In 1983, a U.S. congressional commission “uncovered” the evidence from the 1940s proving that there had been no military necessity for the unequal, unjust treatment of Japanese Americans during WW II. The commission reported that the causes of the incarceration were rooted in ” … race prejudice, war hysteria, and a failure of political leadership.”

During the Reagan-Bush years Congress moved toward the passage of Public Law 100-383 in 1988 which acknowledged the injustice of the internment, apologized for it, and provided a $20,000 cash payment to each person who was interned.

February 19, 1859 (a Saturday)

Svante Arrhenius

On this date, physical chemist and Nobel Prize winner Svante August Arrhenius was born at Vik (also spelled Wik or Wijk), near Uppsala, Sweden. He studied at Uppsala University, then under a professor in Stockholm. His 1884 thesis, on the galvanic conductivity of electrolyes, won him the first docentship at Uppsala in physical chemistry, a new branch of science. Arrhenius was also awarded a traveling fellowship and worked with scientists throughout Europe. Arrhenius was appointed professor of physics in 1895 at Stockholm’s Hogskola. He won the Nobel Prize for chemical research in 1903, for originating the theory of electrolytic dissociation, or ionization. He also investigated osmosis, toxins and antitoxins. He was offered the position of chief of the Nobel Institute for Physical Chemistry, founded just for him.

Arrhenius wrote classic textbooks in his field, which were translated into many languages, and also popularized science for the general public, with such books as The Destinies of the Stars (1919). His wide interests in science are exemplified by his contributions to the understanding of such phenomena as the aurora borealis, or Northern Lights.  Arrhenius developed a theory to explain the ice ages, and first speculated that changes in the levels of carbon dioxide in the atmosphere could substantially alter the surface temperature through the greenhouse effect.
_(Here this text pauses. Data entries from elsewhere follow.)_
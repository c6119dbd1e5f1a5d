//! Server-side HTML rendering.
//!
//! Views are plain functions returning [`Html<String>`]; there is no
//! template engine. All dynamic text passes through [`escape`] before it
//! reaches the page.

use std::fmt::Write;

use armory_db::models::weapon::Weapon;
use axum::response::Html;

use crate::flash::{Flash, FlashKind};

/// Escape text for interpolation into HTML body or attribute positions.
pub fn escape(input: &str) -> String {
    let mut out = String::with_capacity(input.len());
    for c in input.chars() {
        match c {
            '&' => out.push_str("&amp;"),
            '<' => out.push_str("&lt;"),
            '>' => out.push_str("&gt;"),
            '"' => out.push_str("&quot;"),
            '\'' => out.push_str("&#39;"),
            _ => out.push(c),
        }
    }
    out
}

const STYLE: &str = "\
body{font-family:sans-serif;max-width:60rem;margin:2rem auto;padding:0 1rem}\
table{border-collapse:collapse;width:100%}\
th,td{border:1px solid #ccc;padding:.4rem .6rem;text-align:left}\
form.inline{display:inline}\
label{display:block;margin-top:.6rem}\
.flash{padding:.6rem;margin:1rem 0;border:1px solid}\
.flash.success{background:#e6f4e6;border-color:#2e7d32}\
.flash.error{background:#fbe9e9;border-color:#c62828}";

/// Shared page chrome: title, nav, and the one-shot flash if present.
fn layout(title: &str, flash: Option<&Flash>, body: &str) -> Html<String> {
    let flash_html = match flash {
        Some(f) => {
            let class = match f.kind {
                FlashKind::Success => "success",
                FlashKind::Error => "error",
            };
            format!(
                "<div class=\"flash {class}\">{}</div>\n",
                escape(&f.message)
            )
        }
        None => String::new(),
    };

    Html(format!(
        "<!DOCTYPE html>\n<html>\n<head>\n<meta charset=\"utf-8\">\n\
         <title>{title} - Armory</title>\n<style>{STYLE}</style>\n</head>\n<body>\n\
         <nav><a href=\"/weapons\">Weapons</a> | <a href=\"/add\">Add weapon</a></nav>\n\
         <h1>{title}</h1>\n{flash_html}{body}</body>\n</html>\n",
        title = escape(title),
    ))
}

/// The weapon list table.
pub fn weapons_page(weapons: &[Weapon], flash: Option<&Flash>) -> Html<String> {
    if weapons.is_empty() {
        return layout("Weapons", flash, "<p>No weapons recorded yet.</p>\n");
    }

    let mut body = String::from(
        "<table>\n<tr><th>Name</th><th>Type</th><th>Manufacturer</th>\
         <th>Year</th><th>Status</th><th>Actions</th></tr>\n",
    );
    for w in weapons {
        // write! into a String cannot fail.
        let _ = write!(
            body,
            "<tr><td>{name}</td><td>{kind}</td><td>{manufacturer}</td>\
             <td>{year}</td><td>{status}</td>\
             <td><a href=\"/edit/{id}\">Edit</a> \
             <form class=\"inline\" method=\"post\" action=\"/delete/{id}\">\
             <button type=\"submit\">Delete</button></form></td></tr>\n",
            name = escape(&w.name),
            kind = escape(&w.kind),
            manufacturer = escape(&w.manufacturer),
            year = w.year,
            status = escape(&w.status),
            id = w.id,
        );
    }
    body.push_str("</table>\n");
    layout("Weapons", flash, &body)
}

fn weapon_form(action: &str, values: Option<&Weapon>) -> String {
    let text_field = |label: &str, field: &str, value: &str| {
        format!(
            "<label>{label}<br>\
             <input type=\"text\" name=\"{field}\" value=\"{}\"></label>\n",
            escape(value)
        )
    };

    let (name, kind, manufacturer, year, status) = match values {
        Some(w) => (
            w.name.as_str(),
            w.kind.as_str(),
            w.manufacturer.as_str(),
            w.year.to_string(),
            w.status.as_str(),
        ),
        None => ("", "", "", String::new(), ""),
    };

    format!(
        "<form method=\"post\" action=\"{action}\">\n{}{}{}{}{}\
         <p><button type=\"submit\">Save</button></p>\n</form>\n",
        text_field("Name", "name", name),
        text_field("Type", "type", kind),
        text_field("Manufacturer", "manufacturer", manufacturer),
        text_field("Year", "year", &year),
        text_field("Status", "status", status),
    )
}

/// The empty add form, with an error flash when redirected back from a
/// failed validation.
pub fn add_form_page(flash: Option<&Flash>) -> Html<String> {
    layout("Add weapon", flash, &weapon_form("/add", None))
}

/// The edit form, pre-filled with the record's current values.
pub fn edit_form_page(weapon: &Weapon) -> Html<String> {
    layout(
        "Edit weapon",
        None,
        &weapon_form(&format!("/edit/{}", weapon.id), Some(weapon)),
    )
}

pub fn not_found_page() -> Html<String> {
    layout("Not found", None, "<p>No such record.</p>\n")
}

pub fn bad_request_page(message: &str) -> Html<String> {
    layout(
        "Bad request",
        None,
        &format!("<p>{}</p>\n", escape(message)),
    )
}

pub fn internal_error_page() -> Html<String> {
    layout("Server error", None, "<p>Something went wrong.</p>\n")
}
Arrhenius also was the first to present a detailed scientific hypothesis of panspermia.  In this, he argued that life arrived on Earth in the form of microscopic spores that had been propelled across interstellar space by the radiation pressure of star light.   His seminal 1903 paper on the subject was in response to “the failure of repeated attempts made by eminent biologists to discover a single case of spontaneous generation of life”.  In its fully-developed form, Arrhenius’s hypothesis reached a wide audience through his book Worlds in the Making (1908, first published as Varldarnas utveckling in Sweden in 1906).  Arrhenius was optimistic that, subject to the low temperatures in space, spores would be able to remain viable for very long periods.  As for the effect of solar radiation, although Arrhenius was aware of the potentially lethal effect of ultraviolet light on living cells, he insisted that “All the botanists that I have been able to consult are of the opinion that we can by no means assert with certainty that spores would be killed by the light rays in wandering through infinite space.”  His support for panspermia tied in with his fundamental belief that “all organisms in the universe are related and the process of evolution is everywhere the same.”  He thought life on other worlds might be common, though he opposed Lowell’s claims about canals on Mars.
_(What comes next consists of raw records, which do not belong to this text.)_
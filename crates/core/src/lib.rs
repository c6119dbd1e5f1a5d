//! Domain types and rules for the armory record manager.
//!
//! This crate is free of I/O: it holds the shared ID/error types and the
//! add-time validation rules that the web layer applies before touching
//! the store.

pub mod error;
pub mod types;
pub mod weapon;
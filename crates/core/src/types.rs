/// All database primary keys are SQLite INTEGER (i64) rowid-backed keys.
pub type DbId = i64;
use aes_gcm::aead::{Aead, KeyInit};
use aes_gcm::{Aes256Gcm, Key, Nonce};
use rand::RngCore;
use zeroize::Zeroizing;

use crate::error::{QuorumError, Result};
use crate::store::memory::MemoryBackend;
use crate::store::{Mutation, RawRecord, StoreBackend, Table};

const NONCE_LEN: usize = 12;

/// Backend that seals every record with AES-256-GCM before handing it to the
/// inner store. The key is generated per process and never leaves this struct,
/// so sealed rows only outlive the process inside a real enclave-backed store.
pub struct SealedBackend {
    inner: MemoryBackend,
    cipher: Aes256Gcm,
}

impl Default for SealedBackend {
    fn default() -> Self {
        Self::new()
    }
}

impl SealedBackend {
    pub fn new() -> Self {
        let mut key = Zeroizing::new([0u8; 32]);
        rand::thread_rng().fill_bytes(&mut key[..]);
        let cipher = Aes256Gcm::new(Key::<Aes256Gcm>::from_slice(&key[..]));

        SealedBackend {
            inner: MemoryBackend::new(),
            cipher,
        }
    }

    /// Output layout: nonce (12 bytes) followed by ciphertext.
    fn seal(&self, plaintext: &[u8]) -> Result<Vec<u8>> {
        let mut nonce_bytes = [0u8; NONCE_LEN];
        rand::thread_rng().fill_bytes(&mut nonce_bytes);

        let ciphertext = self
            .cipher
            .encrypt(Nonce::from_slice(&nonce_bytes), plaintext)
            .map_err(|e| QuorumError::Crypto(format!("Encryption failed: {e:?}")))?;

        let mut sealed = nonce_bytes.to_vec();
        sealed.extend(ciphertext);
        Ok(sealed)
    }

    fn unseal(&self, data: &[u8]) -> Result<Vec<u8>> {
        if data.len() < NONCE_LEN {
            return Err(QuorumError::Crypto("Invalid sealed data".into()));
        }
        let (nonce_bytes, ciphertext) = data.split_at(NONCE_LEN);
        self.cipher
            .decrypt(Nonce::from_slice(nonce_bytes), ciphertext)
            .map_err(|e| QuorumError::Crypto(format!("Decryption failed: {e:?}")))
    }

    /// Raw row as stored, for checking that nothing is kept in the clear.
    pub fn sealed_bytes(&self, table: Table, id: &str) -> Result<Option<Vec<u8>>> {
        Ok(self.inner.get(table, id)?.map(|r| r.bytes))
    }
}

impl StoreBackend for SealedBackend {
    fn get(&self, table: Table, id: &str) -> Result<Option<RawRecord>> {
        match self.inner.get(table, id)? {
            Some(raw) => Ok(Some(RawRecord {
                version: raw.version,
                bytes: self.unseal(&raw.bytes)?,
            })),
            None => Ok(None),
        }
    }

    fn ids(&self, table: Table) -> Result<Vec<String>> {
        self.inner.ids(table)
    }

    fn apply(&self, batch: Vec<Mutation>) -> Result<()> {
        let sealed = batch
            .into_iter()
            .map(|m| match m {
                Mutation::Insert { table, id, bytes } => Ok(Mutation::Insert {
                    table,
                    id,
                    bytes: self.seal(&bytes)?,
                }),
                Mutation::Swap {
                    table,
                    id,
                    expected_version,
                    bytes,
                } => Ok(Mutation::Swap {
                    table,
                    id,
                    expected_version,
                    bytes: self.seal(&bytes)?,
                }),
            })
            .collect::<Result<Vec<_>>>()?;
        self.inner.apply(sealed)
    }
}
In 1914, he was awarded the Faraday Medal of the Chemical Society. During World War I, he worked to get the release of many German and Austrian scientists who had been made prisoners of war. According to historian Joseph McCabe, Arrhenius was a “Monist.”
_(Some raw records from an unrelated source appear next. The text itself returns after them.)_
use std::collections::VecDeque;
use std::sync::Mutex;

use serde::Serialize;
use tracing::info;

/// Type of lifecycle event being tracked
#[derive(Debug, Clone, Copy, PartialEq, Eq, Serialize)]
pub enum AuditEventType {
    WalletCreated,
    WalletDeactivated,
    KeyCreated,
    KeyDeactivated,
    Proposal,
    Signature,
    Execution,
    Rejection,
    Expiry,
    Attestation,
    Submission,
    Error,
}

/// Record of a quorum-related event
#[derive(Debug, Clone, Serialize)]
pub struct AuditRecord {
    pub event_type: AuditEventType,
    /// Wallet, transaction or key the event is about.
    pub subject: String,
    pub actor: Option<String>,
    pub message: String,
    pub timestamp: String,
}

impl AuditRecord {
    pub fn new(event_type: AuditEventType, subject: impl Into<String>, message: impl Into<String>) -> Self {
        Self {
            event_type,
            subject: subject.into(),
            actor: None,
            message: message.into(),
            timestamp: now_rfc3339(),
        }
    }

    pub fn by(mut self, actor: impl Into<String>) -> Self {
        self.actor = Some(actor.into());
        self
    }

    pub fn event_type_label(&self) -> &'static str {
        match self.event_type {
            AuditEventType::WalletCreated => "WALLET_CREATED",
            AuditEventType::WalletDeactivated => "WALLET_DEACTIVATED",
            AuditEventType::KeyCreated => "KEY_CREATED",
            AuditEventType::KeyDeactivated => "KEY_DEACTIVATED",
            AuditEventType::Proposal => "PROPOSE",
            AuditEventType::Signature => "SIGN",
            AuditEventType::Execution => "EXECUTE",
            AuditEventType::Rejection => "REJECT",
            AuditEventType::Expiry => "EXPIRE",
            AuditEventType::Attestation => "ATTEST",
            AuditEventType::Submission => "SUBMIT",
            AuditEventType::Error => "ERROR",
        }
    }
}

/// Bounded in-memory audit trail; oldest entries are evicted first.
pub struct AuditTrail {
    records: Mutex<VecDeque<AuditRecord>>,
    max_entries: usize,
}

impl AuditTrail {
    pub fn new(max_entries: usize) -> Self {
        let max_entries = max_entries.max(1);
        Self {
            records: Mutex::new(VecDeque::with_capacity(max_entries)),
            max_entries,
        }
    }

    fn lock_records(&self) -> std::sync::MutexGuard<'_, VecDeque<AuditRecord>> {
        self.records.lock().unwrap_or_else(|poisoned| poisoned.into_inner())
    }

    /// Record a new event in the audit log
    pub fn log(&self, record: AuditRecord) {
        info!(
            target: "audit",
            event = record.event_type_label(),
            subject = %record.subject,
            actor = record.actor.as_deref().unwrap_or("-"),
            "{}",
            record.message
        );
        let mut records = self.lock_records();
        if records.len() == self.max_entries {
            records.pop_front();
        }
        records.push_back(record);
    }

    /// Most recent entries, newest first
    pub fn recent(&self, count: usize) -> Vec<AuditRecord> {
        let records = self.lock_records();
        records.iter().rev().take(count).cloned().collect()
    }

    /// All retained entries about one subject, oldest first
    pub fn for_subject(&self, subject: &str) -> Vec<AuditRecord> {
        let records = self.lock_records();
        records.iter().filter(|r| r.subject == subject).cloned().collect()
    }
}

/// Helper to get current timestamp as RFC3339 string
pub fn now_rfc3339() -> String {
    chrono::Utc::now().to_rfc3339()
}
February 19, 1626 (a Thursday)

Francesco Redi

On this date, the Italian physician and poet Francesco Redi was born.

Spontaneous generation (abiogenesis), a long-held theory that life springs up from non-living or decaying organic matter, was based on observations of rotting food seemingly producing living organisms. Francesco Redi, a respected philosopher at the court of the Medici Grand Duke in Tuscany, was the first scientist to question the idea of spontaneous generation. By setting up a simple experiment in which decaying meat was placed in three jars, one uncovered, one sealed, and one covered by mesh, allowing air to circulate, he demonstrated that only the open jar which flies could access produced maggots. Thus, decaying meat does not spontaneously produce maggots. Partially due to the simplicity of Redi’s experiment (anyone could reproduce it), people began to doubt spontaneous generation.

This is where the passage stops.